[Brief]
For the word "Instant", find each line in the entries where it occurs and copy that line.

[Data to process]
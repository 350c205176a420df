//! 脉冲序列舵机输出（单符号：高电平脉宽 + 固定低电平段）

use parking_lot::Mutex;
use tracing::trace;

use crate::{Actuator, ActuatorError, PulsePort, Wait, clamp_target, target_to_pulse_us};

/// 每个符号后的固定低电平时长（µs）
const LOW_US: u32 = 500;

struct Inner<P> {
    port: P,
    target: f32,
}

/// 脉冲序列舵机
///
/// 每个输出周期发送一个符号：目标脉宽的高电平段 + 固定 500 µs
/// 低电平段，时长以 tick 计（tick 时长构造时指定，典型 1 µs）。
pub struct RmtActuator<P: PulsePort> {
    inner: Mutex<Inner<P>>,
    offset: f32,
    tick_us: u32,
}

impl<P: PulsePort> RmtActuator<P> {
    pub fn new(port: P, tick_us: u32, offset: f32) -> Self {
        Self {
            inner: Mutex::new(Inner { port, target: 0.0 }),
            offset,
            // 零 tick 无意义，按 1µs 处理
            tick_us: tick_us.max(1),
        }
    }

    /// tick 时长（µs）
    pub fn tick_us(&self) -> u32 {
        self.tick_us
    }
}

impl<P: PulsePort> Actuator for RmtActuator<P> {
    fn set_target(&self, value: f32) {
        self.inner.lock().target = clamp_target(value, self.offset);
    }

    fn actuate(&self, wait: Wait) -> Result<(), ActuatorError> {
        let mut inner = self.inner.lock();
        let pulse = target_to_pulse_us(inner.target);
        let high_ticks = (pulse / self.tick_us) as u16;
        let low_ticks = (LOW_US / self.tick_us) as u16;
        trace!(
            "pulse actuate: target={}, high={} ticks, low={} ticks",
            inner.target, high_ticks, low_ticks
        );
        inner.port.transmit(high_ticks, low_ticks, wait)?;
        Ok(())
    }

    fn target(&self) -> f32 {
        self.inner.lock().target
    }
}
impl CtwBus {
    /// 在适配器上启动总线：拆分收发两端并启动后台分类线程
    pub fn new<A>(adapter: A, config: CtwConfig) -> Result<Self, DriverError>
    where
        A: SplittableAdapter,
        A::RxAdapter: 'static,
        A::TxAdapter: 'static,
    {
        let (rx, tx) = adapter.split()?;

        let feedback = Arc::new(Mutex::new(FeedbackCache::new()));
        let pending: Arc<Mutex<Option<PendingRead>>> = Arc::new(Mutex::new(None));
        let stats = Arc::new(Mutex::new(BusStats::new()));

        let fb = Arc::clone(&feedback);
        let pd = Arc::clone(&pending);
        let st = Arc::clone(&stats);
        let bitrate = config.bitrate;

        let subscriber = FeedbackSubscriber::spawn(rx, move |frame| {
            {
                let mut stats = st.lock();
                stats.record_received(frame);
                stats.maybe_report(bitrate);
            }
            classify_frame(frame, &fb, &pd);
        });

        Ok(Self {
            tx: Mutex::new(Box::new(tx)),
            feedback,
            pending,
            stats,
            subscriber,
            config,
            consecutive_timeouts: AtomicU32::new(0),
        })
    }

    /// 停止后台接收线程
    pub fn shutdown(&mut self) {
        self.subscriber.stop();
    }

    fn send_frame(&self, frame: MotusFrame) -> Result<(), DriverError> {
        self.tx.lock().send(frame)?;
        let mut stats = self.stats.lock();
        stats.record_sent(&frame);
        stats.maybe_report(self.config.bitrate);
        Ok(())
    }

    /// 读取 endpoint 值（阻塞，带超时）
    ///
    /// 超时是正常返回，不会影响总线状态；连续超时只在第一次
    /// 以 warn 级别记录，其余降为 debug。
    pub fn read_endpoint(
        &self,
        node_id: u8,
        endpoint_id: u16,
        value_size: usize,
    ) -> Result<Vec<u8>, DriverError> {
        check_node_id(node_id)?;

        let (reply_tx, reply_rx) = bounded(1);
        *self.pending.lock() = Some(PendingRead {
            node_id,
            endpoint_id,
            reply: reply_tx,
        });

        if let Err(e) = self.send_frame(endpoint_read_request(node_id, endpoint_id)?) {
            *self.pending.lock() = None;
            return Err(e);
        }

        match reply_rx.recv_timeout(self.config.read_timeout) {
            Ok(frame) => {
                self.consecutive_timeouts.store(0, Ordering::Relaxed);
                let (eid, value) = unpack_endpoint(frame.data_slice(), value_size)
                    .map_err(|e| DriverError::InvalidResponse {
                        node_id,
                        detail: e.to_string(),
                    })?;
                if eid != endpoint_id {
                    return Err(DriverError::InvalidResponse {
                        node_id,
                        detail: format!("endpoint mismatch: requested {endpoint_id}, got {eid}"),
                    });
                }
                Ok(value.to_vec())
            },
            Err(_) => {
                *self.pending.lock() = None;
                let misses = self.consecutive_timeouts.fetch_add(1, Ordering::Relaxed);
                if misses == 0 {
                    warn!(
                        "endpoint read timed out: node {}, endpoint {}",
                        node_id, endpoint_id
                    );
                } else {
                    debug!(
                        "endpoint read timed out again ({}x): node {}, endpoint {}",
                        misses + 1,
                        node_id,
                        endpoint_id
                    );
                }
                Err(DriverError::Timeout {
                    node_id,
                    timeout_ms: self.config.read_timeout.as_millis() as u64,
                })
            },
        }
    }

    /// 读取 f32 endpoint
    pub fn read_endpoint_f32(&self, node_id: u8, endpoint_id: u16) -> Result<f32, DriverError> {
        let value = self.read_endpoint(node_id, endpoint_id, 4)?;
        Ok(f32::from_le_bytes([value[0], value[1], value[2], value[3]]))
    }

    /// 读取单字节 endpoint
    pub fn read_endpoint_u8(&self, node_id: u8, endpoint_id: u16) -> Result<u8, DriverError> {
        let value = self.read_endpoint(node_id, endpoint_id, 1)?;
        Ok(value[0])
    }

    /// 位置指令（fire-and-forget）
    pub fn set_position(&self, node_id: u8, position: f32) -> Result<(), DriverError> {
        self.send_frame(endpoint_write_f32(
            node_id,
            endpoint::CONTROLLER_INPUT_POS,
            position,
        )?)
    }

    /// 速度指令
    pub fn set_velocity(&self, node_id: u8, velocity: f32) -> Result<(), DriverError> {
        self.send_frame(set_input_vel_frame(node_id, velocity)?)
    }

    /// 力矩指令
    pub fn set_torque(&self, node_id: u8, torque: f32) -> Result<(), DriverError> {
        self.send_frame(set_input_torque_frame(node_id, torque)?)
    }

    /// 设置轴状态
    pub fn set_axis_state(&self, node_id: u8, state: AxisState) -> Result<(), DriverError> {
        debug!("node {}: requesting axis state {}", node_id, state.name());
        self.send_frame(set_axis_state_frame(node_id, state)?)
    }

    /// 进入闭环控制
    pub fn start_motor(&self, node_id: u8) -> Result<(), DriverError> {
        self.set_axis_state(node_id, AxisState::ClosedLoopControl)
    }

    /// 回到空闲
    pub fn stop_motor(&self, node_id: u8) -> Result<(), DriverError> {
        self.set_axis_state(node_id, AxisState::Idle)
    }

    /// 设置控制器模式与输入模式
    pub fn set_controller_mode(
        &self,
        node_id: u8,
        control_mode: ControllerMode,
        input_mode: InputMode,
    ) -> Result<(), DriverError> {
        self.send_frame(set_controller_mode_frame(node_id, control_mode, input_mode)?)
    }

    /// 设置输入滤波带宽（Hz）
    pub fn set_filter_bandwidth(&self, node_id: u8, bandwidth: f32) -> Result<(), DriverError> {
        self.send_frame(endpoint_write_f32(
            node_id,
            endpoint::CONTROLLER_CONFIG_INPUT_FILTER_BANDWIDTH,
            bandwidth,
        )?)
    }

    /// 写位置环增益（kp / ki / kd）
    pub fn set_position_gains(
        &self,
        node_id: u8,
        kp: f32,
        ki: f32,
        kd: f32,
    ) -> Result<(), DriverError> {
        self.send_frame(endpoint_write_f32(
            node_id,
            endpoint::CONTROLLER_CONFIG_POS_GAIN,
            kp,
        )?)?;
        self.send_frame(endpoint_write_f32(
            node_id,
            endpoint::CONTROLLER_CONFIG_POS_INTEGRATOR_GAIN,
            ki,
        )?)?;
        self.send_frame(endpoint_write_f32(
            node_id,
            endpoint::CONTROLLER_CONFIG_POS_DIFF_GAIN,
            kd,
        )?)
    }

    /// 写速度环增益（kp / ki / kd）
    pub fn set_velocity_gains(
        &self,
        node_id: u8,
        kp: f32,
        ki: f32,
        kd: f32,
    ) -> Result<(), DriverError> {
        self.send_frame(endpoint_write_f32(
            node_id,
            endpoint::CONTROLLER_CONFIG_VEL_GAIN,
            kp,
        )?)?;
        self.send_frame(endpoint_write_f32(
            node_id,
            endpoint::CONTROLLER_CONFIG_VEL_INTEGRATOR_GAIN,
            ki,
        )?)?;
        self.send_frame(endpoint_write_f32(
            node_id,
            endpoint::CONTROLLER_CONFIG_VEL_DIFF_GAIN,
            kd,
        )?)
    }

    /// 写位置积分限幅
    pub fn set_position_integrator_limit(
        &self,
        node_id: u8,
        limit: f32,
    ) -> Result<(), DriverError> {
        self.send_frame(endpoint_write_f32(
            node_id,
            endpoint::CONTROLLER_CONFIG_POS_INTEGRATOR_LIMIT,
            limit,
        )?)
    }

    /// 写速度限幅
    pub fn set_velocity_limit(&self, node_id: u8, limit: f32) -> Result<(), DriverError> {
        self.send_frame(endpoint_write_f32(
            node_id,
            endpoint::CONTROLLER_CONFIG_VEL_LIMIT,
            limit,
        )?)
    }

    /// 写电机电流限幅
    pub fn set_current_limit(&self, node_id: u8, limit: f32) -> Result<(), DriverError> {
        self.send_frame(endpoint_write_f32(
            node_id,
            endpoint::MOTOR_CONFIG_CURRENT_LIMIT,
            limit,
        )?)
    }

    /// 写转动惯量前馈
    pub fn set_inertia(&self, node_id: u8, inertia: f32) -> Result<(), DriverError> {
        self.send_frame(endpoint_write_f32(
            node_id,
            endpoint::CONTROLLER_CONFIG_INERTIA,
            inertia,
        )?)
    }

    /// 清除电机错误
    pub fn clear_errors(&self, node_id: u8) -> Result<(), DriverError> {
        self.send_frame(clear_errors_frame(node_id)?)
    }

    /// 缓存反馈快照（不触发总线流量）
    pub fn get_cached_feedback(&self, node_id: u8) -> Option<MotorFeedback> {
        self.feedback.lock().get(node_id)
    }

    /// 主动刷新反馈：逐项 endpoint 读位置/速度/状态
    ///
    /// 上电状态读取失败只告警，不阻止返回其余数据。
    pub fn get_feedback(&self, node_id: u8) -> Result<MotorFeedback, DriverError> {
        let position = self.read_endpoint_f32(node_id, endpoint::ENCODER_POS_ESTIMATE)?;
        let velocity = self.read_endpoint_f32(node_id, endpoint::ENCODER_VEL_ESTIMATE)?;
        let axis_state = self.read_endpoint_u8(node_id, endpoint::AXIS_CURRENT_STATE)?;

        let armed = match self.read_endpoint_u8(node_id, endpoint::AXIS_MOTOR_IS_ARMED) {
            Ok(v) => Some(v != 0),
            Err(e) => {
                warn!("node {}: motor armed read failed: {}", node_id, e);
                None
            },
        };

        let mut cache = self.feedback.lock();
        cache.update(node_id, |fb| {
            fb.position = position;
            fb.velocity = velocity;
            fb.axis_state = axis_state;
            if let Some(armed) = armed {
                fb.motor_armed = armed;
            }
        });
        cache
            .get(node_id)
            .ok_or_else(|| DriverError::InvalidResponse {
                node_id,
                detail: "node id out of range".to_string(),
            })
    }
}
//! SR6CAN 拓扑：六台 CAN 位置环电机驱动的六连杆平台
//!
//! 几何与 SR6 同族但臂长不同，输出不再是 PWM 占空比而是 CTW
//! 总线上的关节角。上电后经历三个阶段：
//! 等待反馈稳定（100 个采样，±4 rad 窗口外按整圈 ±8 修正）→
//! 回原点（反复下发 0 位，容差 0.01 rad）→ 正常运行。

use std::f32::consts::PI;
use std::sync::Arc;
use std::time::{Duration, Instant};

use motus_driver::CtwBus;
use motus_geometry::axis7_to_axis6;
use motus_protocol::ctw::{ControllerMode, InputMode};
use motus_protocol::tcode::AXIS_COUNT;
use tracing::{debug, info, warn};

use crate::ExecutorError;
use crate::runner::Executor;
use crate::settings::{MotorSettings, ServoSettings};

/// 电机数
const MOTOR_COUNT: usize = 6;
/// 关节角到电机圈数的传动比
const GEAR_BIAS: f32 = 4.0 / PI;
/// 反馈稳定判定所需的采样数
const STABLE_SAMPLE_COUNT: u32 = 100;
/// 回原点位置容差（rad）
const HOMING_TOLERANCE: f32 = 0.01;
/// 上电后等待反馈的最短时间
const SETTLE_TIME: Duration = Duration::from_secs(1);

/// 主臂支点到平台参考点的水平距离（0.01 mm）
const PIVOT_X: f32 = 22280.0;
/// 主电机连杆的纵向基准
const MAIN_Y_BASE: f32 = 4750.0;
/// 俯仰电机连杆的纵向基准
const PITCH_Y_BASE: f32 = 14250.0;
/// 左右主臂间距
const ARM_SPACING: f32 = 18000.0;
/// 滚转对俯仰连杆侧移的耦合臂长
const PITCH_Z_COUPLING: f32 = 8300.0;

/// 主电机反解：曲柄 105 mm、连杆 270 mm 的余弦定理
fn main_motor_angle(x: f32, y: f32) -> f32 {
    let x = x / 100.0;
    let y = y / 100.0;
    let gamma = x.atan2(y);
    let csq = x * x + y * y;
    let c = csq.sqrt();
    let beta = ((csq + 105.0 * 105.0 - 270.0 * 270.0) / (2.0 * 105.0 * c))
        .clamp(-1.0, 1.0)
        .acos();
    gamma + beta - PI
}

/// 俯仰电机反解：挂点先按俯仰角平移（臂长 83 mm，安装角 0.05 rad），
/// 等效连杆长 bsq 随侧移 z 变化
fn pitch_motor_angle(x: f32, y: f32, z: f32, pitch: f32) -> f32 {
    let pitch = pitch * 0.0001745;
    let x = x + 8300.0 * (0.05 + pitch).sin();
    let y = y - 8300.0 * (0.05 + pitch).cos();
    let x = x / 100.0;
    let y = y / 100.0;
    let z = z / 100.0;
    let bsq = 280.0 * 280.0 - (63.0 + z) * (63.0 + z);
    let gamma = x.atan2(y);
    let csq = x * x + y * y;
    let c = csq.sqrt();
    let beta = ((csq + 105.0 * 105.0 - bsq) / (2.0 * 105.0 * c))
        .clamp(-1.0, 1.0)
        .acos();
    gamma + beta - PI
}

/// 上电初始化阶段
#[derive(Debug, Clone, Copy, PartialEq, Eq)]
enum InitState {
    WaitingStability,
    Homing,
    Running,
}

pub struct Sr6CanExecutor {
    bus: Arc<CtwBus>,
    cal: ServoSettings,
    motor: MotorSettings,
    loop_frequency: u32,
    state: InitState,
    init_start: Instant,
    /// 解算出的关节角（rad），顺序 [下左, 上左, 俯仰左, 俯仰右, 上右, 下右]
    targets: [f32; MOTOR_COUNT],
    /// 带整圈修正的位置反馈
    feedback: [f32; MOTOR_COUNT],
    /// 整圈修正量（稳定期内确定，之后不变）
    feedback_offset: [f32; MOTOR_COUNT],
    stable: [u32; MOTOR_COUNT],
    last_update_us: [u64; MOTOR_COUNT],
    homing_targets: [f32; MOTOR_COUNT],
}

impl Sr6CanExecutor {
    pub fn new(
        bus: Arc<CtwBus>,
        cal: ServoSettings,
        motor: MotorSettings,
        loop_frequency: u32,
    ) -> Result<Self, ExecutorError> {
        let mut executor = Self {
            bus,
            cal,
            motor,
            loop_frequency,
            state: InitState::WaitingStability,
            init_start: Instant::now(),
            targets: [0.0; MOTOR_COUNT],
            feedback: [0.0; MOTOR_COUNT],
            feedback_offset: [0.0; MOTOR_COUNT],
            stable: [0; MOTOR_COUNT],
            last_update_us: [0; MOTOR_COUNT],
            homing_targets: [0.0; MOTOR_COUNT],
        };
        executor.init_motor_params()?;
        executor.init_motors()?;
        executor.init_start = Instant::now();
        info!("SR6CAN executor ready, waiting for feedback to settle");
        Ok(executor)
    }

    /// 下发位置/速度环增益与惯量
    fn init_motor_params(&self) -> Result<(), ExecutorError> {
        for node in 1..=MOTOR_COUNT as u8 {
            self.bus.set_position_gains(
                node,
                self.motor.position_kp,
                self.motor.position_ki,
                self.motor.position_kd,
            )?;
            self.bus.set_velocity_gains(
                node,
                self.motor.velocity_kp,
                self.motor.velocity_ki,
                self.motor.velocity_kd,
            )?;
            self.bus.set_inertia(node, 0.0)?;
            self.bus.set_position_integrator_limit(node, 1.0)?;
            info!(
                "motor {} gains set: pos {}/{}/{}, vel {}/{}/{}",
                node,
                self.motor.position_kp,
                self.motor.position_ki,
                self.motor.position_kd,
                self.motor.velocity_kp,
                self.motor.velocity_ki,
                self.motor.velocity_kd
            );
        }
        Ok(())
    }

    /// 位置模式 + 位置滤波，滤波带宽取循环频率的一半，然后上电闭环
    fn init_motors(&self) -> Result<(), ExecutorError> {
        for node in 1..=MOTOR_COUNT as u8 {
            self.bus
                .set_controller_mode(node, ControllerMode::Position, InputMode::PosFilter)?;
            self.bus
                .set_filter_bandwidth(node, self.loop_frequency as f32 * 0.5)?;
            self.bus.start_motor(node)?;
            std::thread::sleep(Duration::from_millis(10));
            info!("motor {} in position mode with input filtering", node);
        }
        Ok(())
    }

    /// 从反馈缓存更新位置，稳定期内确定整圈修正量
    fn update_feedback(&mut self) {
        for i in 0..MOTOR_COUNT {
            let Some(fb) = self.bus.get_cached_feedback(i as u8 + 1) else {
                continue;
            };
            if fb.last_update_us == 0 || fb.last_update_us == self.last_update_us[i] {
                continue;
            }
            self.last_update_us[i] = fb.last_update_us;

            if self.stable[i] < STABLE_SAMPLE_COUNT {
                if fb.position < -4.0 {
                    self.feedback_offset[i] = 8.0;
                } else if fb.position > 4.0 {
                    self.feedback_offset[i] = -8.0;
                }
                self.stable[i] += 1;
                if self.stable[i] == STABLE_SAMPLE_COUNT - 1 {
                    info!(
                        "motor {} settled: position {}, wrap offset {}",
                        i + 1,
                        fb.position,
                        self.feedback_offset[i]
                    );
                }
            }

            self.feedback[i] = fb.position + self.feedback_offset[i];
        }
    }

    fn all_motors_stable(&self) -> bool {
        self.stable.iter().all(|s| *s >= STABLE_SAMPLE_COUNT)
    }

    /// 回原点：全部电机回 0 位
    fn begin_homing(&mut self) {
        self.homing_targets = [0.0; MOTOR_COUNT];
        for node in 1..=MOTOR_COUNT as u8 {
            if let Err(e) = self.bus.set_position(node, 0.0) {
                warn!("homing command to motor {} failed: {}", node, e);
            }
        }
    }

    /// 回原点完成判定：每拍重发 0 位并比较反馈
    fn homing_complete(&mut self) -> bool {
        for node in 1..=MOTOR_COUNT as u8 {
            if let Err(e) = self.bus.set_position(node, 0.0) {
                warn!("homing command to motor {} failed: {}", node, e);
            }
        }
        self.feedback
            .iter()
            .zip(self.homing_targets)
            .all(|(current, target)| (current - target).abs() <= HOMING_TOLERANCE)
    }

    /// 电机方向修正：上排对（1、4）反向，右侧三台（>2）再反向
    fn directed_target(&self, i: usize) -> f32 {
        let mut target = self.targets[i];
        if i == 1 || i == 4 {
            target = -target;
        }
        if i > 2 {
            target = -target;
        }
        target
    }

    fn send_targets(&self) {
        for i in 0..MOTOR_COUNT {
            let final_pos = (self.directed_target(i) + self.motor.offsets[i] / 180.0 * PI)
                * GEAR_BIAS
                - self.feedback_offset[i];
            if let Err(e) = self.bus.set_position(i as u8 + 1, final_pos) {
                warn!("position command to motor {} failed: {}", i + 1, e);
            }
        }
    }
}

impl Executor for Sr6CanExecutor {
    fn compute(&mut self, axes: &[f32; AXIS_COUNT]) {
        let y = self.cal.l0.apply(axes[0], -6000.0, 6000.0);
        let x = self.cal.l1.apply(axes[1], -3000.0, 3000.0);
        let z = self.cal.l2.apply(axes[2], -3000.0, 3000.0);
        let roll = self.cal.r1.apply(axes[4], -2500.0, 2500.0);
        let pitch = self.cal.r2.apply(axes[5], -2500.0, 2500.0);

        // 滚转耦合项用延长臂换算前的滚转角
        let roll_sin = (roll / 100.0 / 180.0 * PI).sin();
        let d = ARM_SPACING / 2.0;

        // 第七轴延长臂：把末端位姿换算回平台位姿
        let ext = self.motor.extension_length;
        let (x6, y6, z6, _roll6, pitch6, _) = axis7_to_axis6(
            x as f64,
            (y + ext) as f64,
            z as f64,
            (roll / 100.0) as f64,
            (pitch / 100.0) as f64,
            0.0,
            ext as f64,
        );
        let x = x6 as f32;
        let y = y6 as f32;
        let z = z6 as f32;
        let pitch = pitch6 as f32 * 100.0;

        let lower_left = main_motor_angle(PIVOT_X - x, MAIN_Y_BASE + y + d * roll_sin);
        let lower_right = main_motor_angle(PIVOT_X - x, MAIN_Y_BASE + y - d * roll_sin);
        let upper_left = main_motor_angle(PIVOT_X - x, MAIN_Y_BASE - y - d * roll_sin);
        let upper_right = main_motor_angle(PIVOT_X - x, MAIN_Y_BASE - y + d * roll_sin);
        let pitch_left = pitch_motor_angle(
            PIVOT_X - x,
            PITCH_Y_BASE - y - d * roll_sin,
            z - PITCH_Z_COUPLING * roll_sin,
            -pitch,
        );
        let pitch_right = pitch_motor_angle(
            PIVOT_X - x,
            PITCH_Y_BASE - y + d * roll_sin,
            -(z - PITCH_Z_COUPLING * roll_sin),
            -pitch,
        );

        self.targets = [
            lower_left,
            upper_left,
            pitch_left,
            pitch_right,
            upper_right,
            lower_right,
        ];
    }

    fn execute(&mut self) {
        self.update_feedback();

        match self.state {
            InitState::WaitingStability => {
                if self.init_start.elapsed() < SETTLE_TIME {
                    return;
                }
                if !self.all_motors_stable() {
                    debug!(
                        "waiting for motor feedback: {:?}/{} samples",
                        self.stable, STABLE_SAMPLE_COUNT
                    );
                    return;
                }
                info!("all motors stable, homing");
                self.state = InitState::Homing;
                self.begin_homing();
            },
            InitState::Homing => {
                if self.homing_complete() {
                    info!("homing complete, entering run mode");
                    self.state = InitState::Running;
                }
            },
            InitState::Running => {
                self.send_targets();
            },
        }
    }

    fn on_stop(&mut self) {
        for node in 1..=MOTOR_COUNT as u8 {
            if let Err(e) = self.bus.stop_motor(node) {
                warn!("failed to idle motor {}: {}", node, e);
            }
        }
        info!("SR6CAN motors idled");
    }
}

[Response below]
use std::time::{Duration, Instant};
    init_start: Instant,
            init_start: Instant::now(),
        executor.init_start = Instant::now();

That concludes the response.